//! # Engine
//!
//! Shared context of every session: the chain cache, the registry and
//! repository boundaries, the argument filter and the configuration.
//!
//! An [`Engine`] is cheap to clone; each worker creates its own
//! [`Session`] from it.

use crate::cache::ShareSpace;
use crate::config::StrandConfig;
use crate::filter::{ArgFilter, DomainFilter, DomainService};
use crate::registry::{EntityRegistry, ThreadRegistry};
use crate::repository::Repository;
use crate::session::Session;
use crate::types::{CallToken, StrandError};
use std::fmt;
use std::sync::Arc;
use std::sync::atomic::{AtomicU64, Ordering};

pub(crate) struct EngineInner {
    pub(crate) cache: ShareSpace,
    pub(crate) registry: Arc<dyn EntityRegistry>,
    pub(crate) repository: Option<Arc<dyn Repository>>,
    pub(crate) filter: Arc<dyn ArgFilter>,
    pub(crate) config: StrandConfig,
    tokens: AtomicU64,
}

/// Shared engine handle.
#[derive(Clone)]
pub struct Engine {
    pub(crate) inner: Arc<EngineInner>,
}

impl fmt::Debug for Engine {
    fn fmt(&self, f: &mut fmt::Formatter<'_>) -> fmt::Result {
        f.debug_struct("Engine")
            .field("cached", &self.inner.cache.len())
            .field("has_repository", &self.inner.repository.is_some())
            .field("config", &self.inner.config)
            .finish_non_exhaustive()
    }
}

impl Default for Engine {
    fn default() -> Self {
        Self::builder().build()
    }
}

impl Engine {
    /// Engine with the default registry, an empty domain and no repository.
    #[must_use]
    pub fn new() -> Self {
        Self::default()
    }

    /// Start configuring an engine.
    #[must_use]
    pub fn builder() -> EngineBuilder {
        EngineBuilder::default()
    }

    /// Create a session bound to this engine.
    #[must_use]
    pub fn session(&self) -> Session {
        Session::new(self.clone())
    }

    /// The shared chain cache.
    #[must_use]
    pub fn cache(&self) -> &ShareSpace {
        &self.inner.cache
    }

    /// Active configuration.
    #[must_use]
    pub fn config(&self) -> &StrandConfig {
        &self.inner.config
    }

    pub(crate) fn next_token(&self) -> CallToken {
        CallToken(self.inner.tokens.fetch_add(1, Ordering::Relaxed))
    }

    pub(crate) fn repository(&self) -> Result<Arc<dyn Repository>, StrandError> {
        self.inner
            .repository
            .as_ref()
            .map(Arc::clone)
            .ok_or(StrandError::NoRepository)
    }
}

/// Builder for [`Engine`].
#[derive(Default)]
pub struct EngineBuilder {
    registry: Option<Arc<dyn EntityRegistry>>,
    repository: Option<Arc<dyn Repository>>,
    filter: Option<Arc<dyn ArgFilter>>,
    config: StrandConfig,
}

impl EngineBuilder {
    /// Use a custom entity registry.
    #[must_use]
    pub fn registry(mut self, registry: impl EntityRegistry + 'static) -> Self {
        self.registry = Some(Arc::new(registry));
        self
    }

    /// Execute chains against `repository`.
    #[must_use]
    pub fn repository(mut self, repository: impl Repository + 'static) -> Self {
        self.repository = Some(Arc::new(repository));
        self
    }

    /// Execute chains against a shared repository.
    #[must_use]
    pub fn shared_repository(mut self, repository: Arc<dyn Repository>) -> Self {
        self.repository = Some(repository);
        self
    }

    /// Use a custom argument filter.
    #[must_use]
    pub fn filter(mut self, filter: impl ArgFilter + 'static) -> Self {
        self.filter = Some(Arc::new(filter));
        self
    }

    /// Recognise arguments against `domain` with the default filter.
    #[must_use]
    pub fn domain(self, domain: DomainService) -> Self {
        self.filter(DomainFilter::new(domain))
    }

    /// Use `config` instead of the defaults.
    #[must_use]
    pub fn config(mut self, config: StrandConfig) -> Self {
        self.config = config;
        self
    }

    /// Finish the engine.
    #[must_use]
    pub fn build(self) -> Engine {
        Engine {
            inner: Arc::new(EngineInner {
                cache: ShareSpace::new(),
                registry: self
                    .registry
                    .unwrap_or_else(|| Arc::new(ThreadRegistry::new())),
                repository: self.repository,
                filter: self
                    .filter
                    .unwrap_or_else(|| Arc::new(DomainFilter::default())),
                config: self.config,
                tokens: AtomicU64::new(1),
            }),
        }
    }
}
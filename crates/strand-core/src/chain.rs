//! # Chain Arena
//!
//! A chain owns its nodes in one arena and addresses them by [`NodeId`].
//!
//! ## Structure
//!
//! - Slot 0 is the root. The trunk follows `next` from the root.
//! - Sub-condition chains hang off trunk (or other child) steps through
//!   `children`; their heads are marked `is_child` and have no `previous`.
//! - A forked chain holds a cursor into its origin for as long as it is
//!   being built. The cursor is dropped on close.
//!
//! ## Closing
//!
//! Closing marks every open node `END`. A closed chain can be shared as
//! `Arc<Chain>`; from then on nothing can mutate it.

use crate::fill::fill;
use crate::filter::ArgFilter;
use crate::literal::LiteralBuffer;
use crate::node::{ForkMode, Node};
use crate::status::Status;
use crate::step::Step;
use crate::types::{CallToken, NodeId, StrandError};
use crate::values::{BoundValue, ValueContainer};
use std::sync::Arc;

/// Position in the origin chain of a fork.
#[derive(Debug)]
struct ForkCursor {
    source: Arc<Chain>,
    at: Option<u32>,
}

/// What the fork cursor does for one step.
enum ForkAction {
    Keep,
    Adopt(u32),
    Merge(u32),
    Disable,
}

/// An arena of nodes forming one chain.
#[derive(Debug)]
pub struct Chain {
    token: CallToken,
    id: Option<String>,
    nodes: Vec<Node>,
    tip: u32,
    literals: LiteralBuffer,
    origin: Option<ForkCursor>,
}
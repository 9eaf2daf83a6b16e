//! # strand-core
//!
//! The statement-chain builder for Strand.
//!
//! Strand composes multi-step data-access statements into chains of nodes
//! (with nested sub-condition chains) and hands finished chains to an
//! external repository for execution.
//!
//! ## Building a chain
//!
//! ```
//! use strand_core::{Arg, DomainService, Engine, Step, StepKind};
//!
//! let engine = Engine::builder()
//!     .domain(DomainService::new().with_entity("User"))
//!     .build();
//! let mut session = engine.session();
//!
//! let root = session.start_with("active-users")?;
//! session.capture_literal("app.domain.User.getName")?;
//! let get = session.append(root, Step::new(StepKind::GET).arg(Arg::Placeholder))?;
//! session.capture_literal("app.domain.User.getActive")?;
//! let by = session.append(get, Step::new(StepKind::BY))?;
//! session.set_values(by, vec![true.into()])?;
//! let chain = session.end()?;
//!
//! assert_eq!(chain.trunk().count(), 3);
//! assert!(engine.cache().contains("active-users"));
//! # Ok::<(), strand_core::StrandError>(())
//! ```
//!
//! ## Architectural Constraints
//!
//! - A chain under construction is owned by exactly one [`Session`]
//! - Only closed chains are shared, as `Arc<Chain>`, through the cache
//! - Storage, query languages and wire formats belong to the [`Repository`]
//! - Async only at the edge: future-backed results run on tokio tasks

// =============================================================================
// MODULES
// =============================================================================

pub mod cache;
pub mod chain;
pub mod config;
pub mod engine;
pub mod fill;
pub mod filter;
pub mod literal;
pub mod logging;
pub mod merge;
pub mod node;
pub mod primitives;
pub mod registry;
pub mod render;
pub mod repository;
pub mod result;
pub mod session;
pub mod status;
pub mod step;
pub mod types;
pub mod values;

// =============================================================================
// RE-EXPORTS: Core Types (from types module)
// =============================================================================

pub use types::{
    Arg, ArgValue, CallToken, DictRef, Element, EntityRef, NodeId, StepKind, StrandError,
};

// =============================================================================
// RE-EXPORTS: Chain Engine
// =============================================================================

pub use cache::ShareSpace;
pub use chain::Chain;
pub use engine::{Engine, EngineBuilder};
pub use fill::{Filled, fill};
pub use filter::{ArgFilter, DomainFilter, DomainService};
pub use literal::{Capture, LiteralBuffer, Recorder};
pub use merge::MergeOperator;
pub use node::{ForkMode, Node};
pub use registry::{EntityRegistry, Registration, ThreadRegistry};
pub use render::{NodeView, render, to_json};
pub use repository::{Outcome, Repository};
pub use result::PendingResult;
pub use session::Session;
pub use status::Status;
pub use step::Step;
pub use values::{BoundValue, CountMismatch, ValueContainer};

// =============================================================================
// RE-EXPORTS: Ambient (configuration and logging)
// =============================================================================

pub use config::StrandConfig;
pub use logging::{LogFormat, init_tracing};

┄┄┄┄┄┄

Problem description —
Would you give the number of lines in this listing that include "condition"? Only the number, please.

Response —
2